Repeat verbatim only the lines from the opening of the material below through the one that contains "别名 → 科目（命令行快捷输入）".

───── ENTRIES SHOWN ─────

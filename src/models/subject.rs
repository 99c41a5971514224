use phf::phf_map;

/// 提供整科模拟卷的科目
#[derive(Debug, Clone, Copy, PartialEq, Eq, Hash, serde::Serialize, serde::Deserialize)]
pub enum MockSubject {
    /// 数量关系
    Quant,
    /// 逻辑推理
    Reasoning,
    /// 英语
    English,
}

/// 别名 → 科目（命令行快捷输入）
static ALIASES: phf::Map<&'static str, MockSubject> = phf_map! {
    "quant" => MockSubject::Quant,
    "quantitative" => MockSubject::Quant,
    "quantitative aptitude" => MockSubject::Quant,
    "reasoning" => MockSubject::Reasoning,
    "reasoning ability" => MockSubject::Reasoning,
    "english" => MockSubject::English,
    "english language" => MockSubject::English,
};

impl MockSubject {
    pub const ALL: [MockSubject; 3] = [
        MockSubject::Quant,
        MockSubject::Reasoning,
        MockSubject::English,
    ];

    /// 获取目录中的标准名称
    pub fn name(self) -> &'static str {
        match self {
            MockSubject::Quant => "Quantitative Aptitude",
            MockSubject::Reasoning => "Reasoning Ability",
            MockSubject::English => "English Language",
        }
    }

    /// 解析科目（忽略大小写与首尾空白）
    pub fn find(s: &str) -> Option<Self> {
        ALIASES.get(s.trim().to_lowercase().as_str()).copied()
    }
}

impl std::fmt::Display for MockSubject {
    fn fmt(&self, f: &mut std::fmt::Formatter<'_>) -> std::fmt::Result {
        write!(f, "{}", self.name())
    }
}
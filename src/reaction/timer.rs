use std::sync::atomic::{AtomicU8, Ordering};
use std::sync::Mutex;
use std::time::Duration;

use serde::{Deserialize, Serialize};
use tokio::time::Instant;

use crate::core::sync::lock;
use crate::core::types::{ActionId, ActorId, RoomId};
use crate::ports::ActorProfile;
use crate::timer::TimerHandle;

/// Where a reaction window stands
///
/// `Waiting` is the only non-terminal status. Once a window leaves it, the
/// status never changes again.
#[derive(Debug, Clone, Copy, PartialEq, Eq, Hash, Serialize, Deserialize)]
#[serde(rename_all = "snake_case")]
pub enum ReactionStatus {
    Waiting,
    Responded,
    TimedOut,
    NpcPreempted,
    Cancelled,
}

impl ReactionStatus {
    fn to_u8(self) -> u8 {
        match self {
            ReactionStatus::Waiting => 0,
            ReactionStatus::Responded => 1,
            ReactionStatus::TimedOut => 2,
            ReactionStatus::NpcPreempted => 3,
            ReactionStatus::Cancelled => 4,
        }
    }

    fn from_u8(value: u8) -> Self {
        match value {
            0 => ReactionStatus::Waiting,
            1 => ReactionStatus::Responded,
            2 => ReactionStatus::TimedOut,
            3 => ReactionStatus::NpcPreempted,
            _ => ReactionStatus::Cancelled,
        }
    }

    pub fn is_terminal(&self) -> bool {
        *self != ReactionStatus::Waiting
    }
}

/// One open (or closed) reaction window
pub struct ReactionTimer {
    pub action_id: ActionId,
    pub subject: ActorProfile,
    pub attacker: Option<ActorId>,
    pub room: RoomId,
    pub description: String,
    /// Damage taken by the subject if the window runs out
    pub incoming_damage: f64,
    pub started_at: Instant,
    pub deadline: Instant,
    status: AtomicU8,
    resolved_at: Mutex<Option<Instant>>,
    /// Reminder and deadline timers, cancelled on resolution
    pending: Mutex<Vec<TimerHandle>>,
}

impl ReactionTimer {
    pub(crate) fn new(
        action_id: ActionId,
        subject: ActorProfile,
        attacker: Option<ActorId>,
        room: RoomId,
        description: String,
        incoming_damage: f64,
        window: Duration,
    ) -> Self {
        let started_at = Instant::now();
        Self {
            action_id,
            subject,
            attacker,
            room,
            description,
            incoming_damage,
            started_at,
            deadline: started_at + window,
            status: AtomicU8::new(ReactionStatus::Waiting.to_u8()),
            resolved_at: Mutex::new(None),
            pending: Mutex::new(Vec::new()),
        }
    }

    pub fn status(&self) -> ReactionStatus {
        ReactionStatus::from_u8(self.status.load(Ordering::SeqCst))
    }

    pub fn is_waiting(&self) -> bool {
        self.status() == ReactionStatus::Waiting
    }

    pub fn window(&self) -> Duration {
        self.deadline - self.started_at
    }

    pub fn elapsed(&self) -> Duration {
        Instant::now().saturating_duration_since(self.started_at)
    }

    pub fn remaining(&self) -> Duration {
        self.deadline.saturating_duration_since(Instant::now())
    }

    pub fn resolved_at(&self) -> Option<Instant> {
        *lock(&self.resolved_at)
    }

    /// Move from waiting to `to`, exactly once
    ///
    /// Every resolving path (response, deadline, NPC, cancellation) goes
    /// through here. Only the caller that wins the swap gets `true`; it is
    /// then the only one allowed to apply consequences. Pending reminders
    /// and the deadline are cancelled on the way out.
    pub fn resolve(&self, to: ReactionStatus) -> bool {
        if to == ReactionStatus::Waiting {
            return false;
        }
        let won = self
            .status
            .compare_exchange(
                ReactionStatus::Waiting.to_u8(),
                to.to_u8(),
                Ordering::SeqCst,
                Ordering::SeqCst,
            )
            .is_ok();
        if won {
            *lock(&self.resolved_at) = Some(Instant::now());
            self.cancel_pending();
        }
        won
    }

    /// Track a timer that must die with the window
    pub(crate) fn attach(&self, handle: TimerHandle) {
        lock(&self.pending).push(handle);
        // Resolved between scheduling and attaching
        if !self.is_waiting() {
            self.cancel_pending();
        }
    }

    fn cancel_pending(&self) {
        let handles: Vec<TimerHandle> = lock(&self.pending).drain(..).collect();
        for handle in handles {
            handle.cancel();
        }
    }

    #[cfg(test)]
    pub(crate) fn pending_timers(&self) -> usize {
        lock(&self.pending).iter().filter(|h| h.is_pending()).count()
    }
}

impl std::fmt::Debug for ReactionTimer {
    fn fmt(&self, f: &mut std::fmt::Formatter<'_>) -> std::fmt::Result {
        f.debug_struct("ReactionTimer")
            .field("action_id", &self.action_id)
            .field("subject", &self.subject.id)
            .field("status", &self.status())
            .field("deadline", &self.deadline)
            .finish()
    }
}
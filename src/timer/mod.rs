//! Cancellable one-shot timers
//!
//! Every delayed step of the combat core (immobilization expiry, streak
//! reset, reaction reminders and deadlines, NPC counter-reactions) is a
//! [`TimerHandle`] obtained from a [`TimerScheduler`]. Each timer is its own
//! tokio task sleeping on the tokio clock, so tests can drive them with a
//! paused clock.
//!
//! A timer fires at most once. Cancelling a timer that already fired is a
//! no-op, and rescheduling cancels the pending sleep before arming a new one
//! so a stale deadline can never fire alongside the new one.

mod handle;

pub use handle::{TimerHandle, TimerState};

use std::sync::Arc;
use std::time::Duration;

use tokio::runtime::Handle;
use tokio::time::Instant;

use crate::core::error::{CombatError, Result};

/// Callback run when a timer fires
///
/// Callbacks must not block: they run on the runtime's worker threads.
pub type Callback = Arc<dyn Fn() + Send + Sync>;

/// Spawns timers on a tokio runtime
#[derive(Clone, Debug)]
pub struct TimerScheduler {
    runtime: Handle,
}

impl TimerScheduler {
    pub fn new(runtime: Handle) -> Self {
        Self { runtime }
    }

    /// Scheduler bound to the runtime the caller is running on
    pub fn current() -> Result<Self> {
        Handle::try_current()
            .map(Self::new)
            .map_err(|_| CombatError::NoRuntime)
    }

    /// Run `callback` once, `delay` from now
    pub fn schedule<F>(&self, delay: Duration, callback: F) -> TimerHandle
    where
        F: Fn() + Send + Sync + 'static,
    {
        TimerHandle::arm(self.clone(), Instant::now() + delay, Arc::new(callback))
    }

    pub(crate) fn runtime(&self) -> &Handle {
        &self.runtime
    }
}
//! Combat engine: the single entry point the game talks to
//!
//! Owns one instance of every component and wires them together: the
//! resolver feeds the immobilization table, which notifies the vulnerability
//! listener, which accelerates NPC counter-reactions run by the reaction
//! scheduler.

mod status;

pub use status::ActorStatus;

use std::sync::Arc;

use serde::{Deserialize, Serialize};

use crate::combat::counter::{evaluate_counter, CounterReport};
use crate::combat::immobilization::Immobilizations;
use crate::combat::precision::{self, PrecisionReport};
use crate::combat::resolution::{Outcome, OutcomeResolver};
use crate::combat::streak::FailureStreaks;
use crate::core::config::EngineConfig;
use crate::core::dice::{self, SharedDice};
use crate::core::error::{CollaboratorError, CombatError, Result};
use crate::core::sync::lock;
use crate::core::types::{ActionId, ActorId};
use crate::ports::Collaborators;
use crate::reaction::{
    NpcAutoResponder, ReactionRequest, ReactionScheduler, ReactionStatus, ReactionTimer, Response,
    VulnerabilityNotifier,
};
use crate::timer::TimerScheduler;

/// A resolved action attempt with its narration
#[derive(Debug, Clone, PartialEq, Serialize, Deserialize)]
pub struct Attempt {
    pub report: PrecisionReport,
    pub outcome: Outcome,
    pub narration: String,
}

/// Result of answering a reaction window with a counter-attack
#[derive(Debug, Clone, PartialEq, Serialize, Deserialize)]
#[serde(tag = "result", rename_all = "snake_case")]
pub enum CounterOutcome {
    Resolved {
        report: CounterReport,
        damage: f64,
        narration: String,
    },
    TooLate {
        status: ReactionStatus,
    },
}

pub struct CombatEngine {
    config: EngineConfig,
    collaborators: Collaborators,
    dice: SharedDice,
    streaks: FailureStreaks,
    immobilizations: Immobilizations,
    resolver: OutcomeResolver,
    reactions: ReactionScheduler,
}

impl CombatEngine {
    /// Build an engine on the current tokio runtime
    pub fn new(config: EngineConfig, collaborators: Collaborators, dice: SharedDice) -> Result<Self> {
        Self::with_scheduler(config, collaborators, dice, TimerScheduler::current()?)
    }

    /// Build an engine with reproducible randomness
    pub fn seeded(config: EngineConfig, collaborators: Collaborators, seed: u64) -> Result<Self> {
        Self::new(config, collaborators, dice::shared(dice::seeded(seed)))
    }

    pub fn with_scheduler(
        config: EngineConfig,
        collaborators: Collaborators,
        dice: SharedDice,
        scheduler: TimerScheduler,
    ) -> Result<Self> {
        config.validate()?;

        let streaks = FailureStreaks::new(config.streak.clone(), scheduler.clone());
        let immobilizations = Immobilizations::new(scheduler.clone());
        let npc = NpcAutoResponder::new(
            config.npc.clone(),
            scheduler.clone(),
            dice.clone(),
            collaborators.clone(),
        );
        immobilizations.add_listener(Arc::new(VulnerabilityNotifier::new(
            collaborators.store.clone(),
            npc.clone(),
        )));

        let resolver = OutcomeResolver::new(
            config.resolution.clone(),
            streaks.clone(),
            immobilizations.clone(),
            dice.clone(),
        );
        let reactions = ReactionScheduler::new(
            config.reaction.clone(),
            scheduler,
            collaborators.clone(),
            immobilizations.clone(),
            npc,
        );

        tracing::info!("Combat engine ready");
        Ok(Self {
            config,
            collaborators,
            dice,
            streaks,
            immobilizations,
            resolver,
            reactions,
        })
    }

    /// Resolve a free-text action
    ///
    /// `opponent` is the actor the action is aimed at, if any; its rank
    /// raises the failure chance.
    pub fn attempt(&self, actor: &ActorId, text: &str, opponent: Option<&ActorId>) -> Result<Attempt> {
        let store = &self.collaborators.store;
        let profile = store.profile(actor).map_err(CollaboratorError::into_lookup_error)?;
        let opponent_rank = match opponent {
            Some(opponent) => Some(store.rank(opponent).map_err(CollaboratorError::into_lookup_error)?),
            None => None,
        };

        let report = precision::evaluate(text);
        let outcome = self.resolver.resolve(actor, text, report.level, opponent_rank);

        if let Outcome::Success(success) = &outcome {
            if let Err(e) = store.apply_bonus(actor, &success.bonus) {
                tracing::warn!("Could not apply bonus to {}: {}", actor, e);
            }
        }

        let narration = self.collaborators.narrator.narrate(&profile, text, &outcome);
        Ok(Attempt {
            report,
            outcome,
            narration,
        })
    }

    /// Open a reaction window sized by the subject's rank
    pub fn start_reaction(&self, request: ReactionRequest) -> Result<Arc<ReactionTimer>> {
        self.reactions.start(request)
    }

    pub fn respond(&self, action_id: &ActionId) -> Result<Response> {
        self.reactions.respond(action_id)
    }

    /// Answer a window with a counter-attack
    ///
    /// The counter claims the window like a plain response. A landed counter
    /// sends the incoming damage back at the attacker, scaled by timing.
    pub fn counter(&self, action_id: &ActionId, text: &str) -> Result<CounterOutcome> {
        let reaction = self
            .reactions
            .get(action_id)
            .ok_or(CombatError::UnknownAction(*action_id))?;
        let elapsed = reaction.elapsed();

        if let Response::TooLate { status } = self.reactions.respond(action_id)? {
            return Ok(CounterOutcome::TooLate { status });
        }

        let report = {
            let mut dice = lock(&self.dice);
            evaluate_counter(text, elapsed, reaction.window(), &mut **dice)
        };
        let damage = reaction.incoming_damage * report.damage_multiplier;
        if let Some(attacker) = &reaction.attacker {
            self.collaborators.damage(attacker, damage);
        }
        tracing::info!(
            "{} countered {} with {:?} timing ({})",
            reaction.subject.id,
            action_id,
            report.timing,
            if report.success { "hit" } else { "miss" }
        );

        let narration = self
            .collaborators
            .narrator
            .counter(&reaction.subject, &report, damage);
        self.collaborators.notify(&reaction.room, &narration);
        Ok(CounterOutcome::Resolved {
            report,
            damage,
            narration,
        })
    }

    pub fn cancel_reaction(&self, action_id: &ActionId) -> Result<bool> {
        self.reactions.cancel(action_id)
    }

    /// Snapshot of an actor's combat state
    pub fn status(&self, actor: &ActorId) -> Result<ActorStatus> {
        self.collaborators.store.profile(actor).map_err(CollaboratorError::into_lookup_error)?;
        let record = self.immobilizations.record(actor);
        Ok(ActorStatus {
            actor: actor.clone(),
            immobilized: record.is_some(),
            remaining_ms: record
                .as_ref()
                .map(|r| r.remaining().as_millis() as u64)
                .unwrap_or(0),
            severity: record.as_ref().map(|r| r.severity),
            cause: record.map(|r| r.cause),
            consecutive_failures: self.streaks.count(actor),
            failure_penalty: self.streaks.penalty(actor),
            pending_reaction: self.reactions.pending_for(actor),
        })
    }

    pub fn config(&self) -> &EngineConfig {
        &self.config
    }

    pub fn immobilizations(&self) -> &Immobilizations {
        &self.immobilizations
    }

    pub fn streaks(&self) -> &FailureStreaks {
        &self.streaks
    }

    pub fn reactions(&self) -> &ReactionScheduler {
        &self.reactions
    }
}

─────

*SOLUTION FOR THIS EXERCISE*:
filename src/models/subject.rs
repository 99c41a5971514224
use phf::phf_map;

/// 提供整科模拟卷的科目
#[derive(Debug, Clone, Copy, PartialEq, Eq, Hash, serde::Serialize, serde::Deserialize)]
pub enum MockSubject {
    /// 数量关系
    Quant,
    /// 逻辑推理
    Reasoning,
    /// 英语
    English,
}

/// 别名 → 科目（命令行快捷输入）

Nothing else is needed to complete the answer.